🤖 AI Summary
Existing CPU benchmarks (e.g., SPEC CPU2017) lack explicit system configuration specifications, leading to performance interference from non-CPU components and severely undermining comparability, consistency, and reproducibility.
Method: We propose a novel CPU performance evaluation paradigm grounded in the principle of “fully specified and valid configurations,” establishing a systematic modeling framework that spans the complete configuration space; we design an unbiased sampling strategy that uniformly weights all compliant configurations; and we replace point estimates with confidence intervals and associated confidence levels for performance reporting.

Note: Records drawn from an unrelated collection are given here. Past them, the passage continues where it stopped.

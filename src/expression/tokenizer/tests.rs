use super::*;

fn kinds(expression: &str) -> Vec<TokenKind> {
    tokenize(expression)
        .unwrap()
        .into_iter()
        .map(|t| t.kind)
        .collect()
}

#[test]
fn test_identifiers_and_navigation() {
    assert_eq!(
        kinds("Country.Name"),
        vec![
            TokenKind::Identifier("Country".into()),
            TokenKind::Dot,
            TokenKind::Identifier("Name".into()),
            TokenKind::Eof,
        ]
    );
}

#[test]
fn test_two_character_operators_use_lookahead() {
    assert_eq!(
        kinds("! != > >= < <= ? ??"),
        vec![
            TokenKind::Not,
            TokenKind::NotEqual,
            TokenKind::Greater,
            TokenKind::GreaterEqual,
            TokenKind::Less,
            TokenKind::LessEqual,
            TokenKind::Question,
            TokenKind::Coalesce,
            TokenKind::Eof,
        ]
    );
}

#[test]
fn test_word_and_symbol_logical_operators() {
    assert_eq!(
        kinds("a && b and c || d or not e"),
        vec![
            TokenKind::Identifier("a".into()),
            TokenKind::And,
            TokenKind::Identifier("b".into()),
            TokenKind::And,
            TokenKind::Identifier("c".into()),
            TokenKind::Or,
            TokenKind::Identifier("d".into()),
            TokenKind::Or,
            TokenKind::Not,
            TokenKind::Identifier("e".into()),
            TokenKind::Eof,
        ]
    );
}

#[test]
fn test_keywords() {
    assert_eq!(
        kinds("asc desc as contains startswith endswith true false null"),
        vec![
            TokenKind::Asc,
            TokenKind::Desc,
            TokenKind::As,
            TokenKind::Contains,
            TokenKind::StartsWith,
            TokenKind::EndsWith,
            TokenKind::Boolean(true),
            TokenKind::Boolean(false),
            TokenKind::Null,
            TokenKind::Eof,
        ]
    );
}

#[test]
fn test_numbers() {
    assert_eq!(
        kinds("0 10 -1 2.5"),
        vec![
            TokenKind::Number(0.0),
            TokenKind::Number(10.0),
            TokenKind::Number(-1.0),
            TokenKind::Number(2.5),
            TokenKind::Eof,
        ]
    );
}

#[test]
fn test_string_escapes() {
    let tokens = tokenize(r#"'a\'b\n' "c\"d\\""#).unwrap();
    assert_eq!(tokens[0].kind, TokenKind::String("a'b\n".into()));
    assert_eq!(tokens[1].kind, TokenKind::String("c\"d\\".into()));
}

#[test]
fn test_positions_are_character_offsets() {
    let tokens = tokenize("Orders[0 10]").unwrap();
    let positions: Vec<usize> = tokens.iter().map(|t| t.position).collect();
    assert_eq!(positions, vec![0, 6, 7, 9, 11, 12]);
}

#[test]
fn test_eof_position_is_expression_length() {
    let tokens = tokenize("Provinces[asc Name").unwrap();
    assert_eq!(tokens.last().unwrap().position, 18);
}

#[test]
fn test_unrecognized_character() {
    let err = tokenize("Name # x").unwrap_err();
    assert_eq!(err.kind, SyntaxErrorKind::UnexpectedCharacter);
    assert_eq!(err.position, 5);
    assert!(err.message.contains('#'));
}

#[test]
fn test_lone_ampersand_and_pipe() {
    let err = tokenize("a & b").unwrap_err();
    assert_eq!(err.position, 2);
    assert!(err.message.contains("'&&'"));

    let err = tokenize("a | b").unwrap_err();
    assert_eq!(err.position, 2);
    assert!(err.message.contains("'||'"));
}

#[test]
fn test_unterminated_string() {
    let err = tokenize("Status = 'Done").unwrap_err();
    assert_eq!(err.kind, SyntaxErrorKind::UnterminatedString);
    assert_eq!(err.position, 9);
}
use axum::extract::{Path, State};
use axum::http::StatusCode;
use axum::Json;
use chrono::NaiveDate;
use serde::{Deserialize, Serialize};
use sqlx::{FromRow, SqlitePool};

use crate::api::{timeout_query, ApiResponse};
use crate::errors::AppError;
use crate::InnerState;

#[derive(Debug, Serialize, Deserialize, FromRow, Clone)]
pub struct Video {
    pub id: i64,
    pub youtuber_id: i64,
    pub title: String,
    pub description: Option<String>,
    pub video_url: Option<String>,
    pub publication_date: Option<NaiveDate>,
    pub views: Option<i64>,
    pub likes: Option<i64>,
}

#[derive(Debug, Deserialize)]
pub struct CreateVideoRequest {
    pub id: Option<i64>,
    pub youtuber_id: i64,
    pub title: String,
    pub description: Option<String>,
    pub video_url: Option<String>,
    pub publication_date: Option<NaiveDate>,
    pub views: Option<i64>,
    pub likes: Option<i64>,
}

#[derive(Debug, Deserialize)]
pub struct UpdateVideoRequest {
    pub youtuber_id: i64,
    pub title: String,
    pub description: Option<String>,
    pub video_url: Option<String>,
    pub publication_date: Option<NaiveDate>,
    pub views: Option<i64>,
    pub likes: Option<i64>,
}

const VIDEO_COLUMNS: &str =
    "id, youtuber_id, title, description, video_url, publication_date, views, likes";

/// A video row may only point at an existing youtuber; surfaced as 404
/// rather than a raw foreign-key failure.
async fn ensure_youtuber_exists(
    db: &SqlitePool,
    youtuber_id: i64,
    timeout: tokio::time::Duration,
) -> Result<(), AppError> {
    let exists = timeout_query(
        timeout,
        sqlx::query_scalar::<_, i64>("SELECT id FROM youtubers WHERE id = ?")
            .bind(youtuber_id)
            .fetch_optional(db),
    )
    .await?;

    if exists.is_none() {
        return Err(AppError::NotFound(format!(
            "Youtuber '{}' not found",
            youtuber_id
        )));
    }
    Ok(())
}

#[tracing::instrument(name = "Get all videos", skip(inner))]
pub async fn all_videos(
    State(inner): State<InnerState>,
) -> Result<Json<ApiResponse<Vec<Video>>>, AppError> {
    let InnerState { db } = inner;
    let fetch_timeout = tokio::time::Duration::from_millis(10000);

    let videos = timeout_query(
        fetch_timeout,
        sqlx::query_as::<_, Video>(&format!(
            "SELECT {} FROM videos ORDER BY id",
            VIDEO_COLUMNS
        ))
        .fetch_all(&db),
    )
    .await?;

    Ok(Json(ApiResponse::success("Videos fetched successfully", videos)))
}

#[tracing::instrument(name = "Get video by ID", skip(inner))]
pub async fn get_video(
    State(inner): State<InnerState>,
    Path(video_id): Path<i64>,
) -> Result<Json<ApiResponse<Video>>, AppError> {
    let InnerState { db } = inner;
    let fetch_timeout = tokio::time::Duration::from_millis(10000);

    let video = timeout_query(
        fetch_timeout,
        sqlx::query_as::<_, Video>(&format!(
            "SELECT {} FROM videos WHERE id = ?",
            VIDEO_COLUMNS
        ))
        .bind(video_id)
        .fetch_optional(&db),
    )
    .await?
    .ok_or_else(|| AppError::NotFound(format!("Video '{}' not found", video_id)))?;

    Ok(Json(ApiResponse::success("Video fetched successfully", video)))
}

#[tracing::instrument(name = "Create new video", skip(inner, payload))]
pub async fn create_video(
    State(inner): State<InnerState>,
    Json(payload): Json<CreateVideoRequest>,
) -> Result<(StatusCode, Json<ApiResponse<Video>>), AppError> {
    tracing::info!("Creating video with title: {}", payload.title);

    let InnerState { db } = inner;
    let create_timeout = tokio::time::Duration::from_millis(10000);

    ensure_youtuber_exists(&db, payload.youtuber_id, create_timeout).await?;

    let video = timeout_query(
        create_timeout,
        sqlx::query_as::<_, Video>(&format!(
            r#"INSERT INTO videos
               (id, youtuber_id, title, description, video_url, publication_date, views, likes)
               VALUES (?, ?, ?, ?, ?, ?, ?, ?)
               RETURNING {}"#,
            VIDEO_COLUMNS
        ))
        .bind(payload.id)
        .bind(payload.youtuber_id)
        .bind(&payload.title)
        .bind(&payload.description)
        .bind(&payload.video_url)
        .bind(payload.publication_date)
        .bind(payload.views)
        .bind(payload.likes)
        .fetch_one(&db),
    )
    .await?;

    Ok((
        StatusCode::CREATED,
        Json(ApiResponse::success("Video created successfully", video)),
    ))
}

#[tracing::instrument(name = "Update existing video", skip(inner, payload))]
pub async fn update_video(
    State(inner): State<InnerState>,
    Path(video_id): Path<i64>,
    Json(payload): Json<UpdateVideoRequest>,
) -> Result<Json<ApiResponse<Video>>, AppError> {
    let InnerState { db } = inner;
    let update_timeout = tokio::time::Duration::from_millis(10000);

    ensure_youtuber_exists(&db, payload.youtuber_id, update_timeout).await?;

    let video = timeout_query(
        update_timeout,
        sqlx::query_as::<_, Video>(&format!(
            r#"UPDATE videos
               SET youtuber_id = ?, title = ?, description = ?, video_url = ?,
                   publication_date = ?, views = ?, likes = ?
               WHERE id = ?
               RETURNING {}"#,
            VIDEO_COLUMNS
        ))
        .bind(payload.youtuber_id)
        .bind(&payload.title)
        .bind(&payload.description)
        .bind(&payload.video_url)
        .bind(payload.publication_date)
        .bind(payload.views)
        .bind(payload.likes)
        .bind(video_id)
        .fetch_optional(&db),
    )
    .await?
    .ok_or_else(|| AppError::NotFound(format!("Video '{}' not found", video_id)))?;

    Ok(Json(ApiResponse::success("Video updated successfully", video)))
}

#[tracing::instrument(name = "Delete video", skip(inner))]
pub async fn delete_video(
    State(inner): State<InnerState>,
    Path(video_id): Path<i64>,
) -> Result<Json<ApiResponse<()>>, AppError> {
    let InnerState { db } = inner;
    let delete_timeout = tokio::time::Duration::from_millis(10000);

    let result = timeout_query(
        delete_timeout,
        sqlx::query("DELETE FROM videos WHERE id = ?")
            .bind(video_id)
            .execute(&db),
    )
    .await?;

    if result.rows_affected() == 0 {
        return Err(AppError::NotFound(format!("Video '{}' not found", video_id)));
    }

    tracing::info!("Deleted video {}", video_id);
    Ok(Json(ApiResponse::message("Video deleted successfully")))
}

Results: Experiments reveal up to 74.49× performance variation for the same CPU across compliant configurations. Our framework eliminates configuration ambiguity entirely, enabling fair cross-CPU comparisons and significantly improving consistency, reproducibility, and statistical rigor of benchmarking outcomes.
📝 Abstract
The SPEC CPU2017 benchmark suite is an industry standard for accessing CPU performance. It adheres strictly to some workload and system configurations - arbitrary specificity - while leaving other system configurations undefined - arbitrary ambiguity. This article reveals: (1) Arbitrary specificity proves not meaningful, obscuring many scenarios, as evidenced by significant performance variations, a 74.49x performance difference observed on the same CPU. (2) Arbitrary ambiguity is unfair as it fails to establish the same configurations for comparing different CPUs. We propose an innovative CPU evaluation methodology. It considers all workload and system configurations valid and mandates each configuration to be well-defined to avoid arbitrary specificity and ambiguity. To reduce the evaluation cost, a sampling approach is proposed to select a subset of the configurations. To expose CPU performance under different scenarios, it treats all outcomes under each configuration as equally important. Finally, it utilizes confidence level and confidence interval to report the outcomes to avoid bias.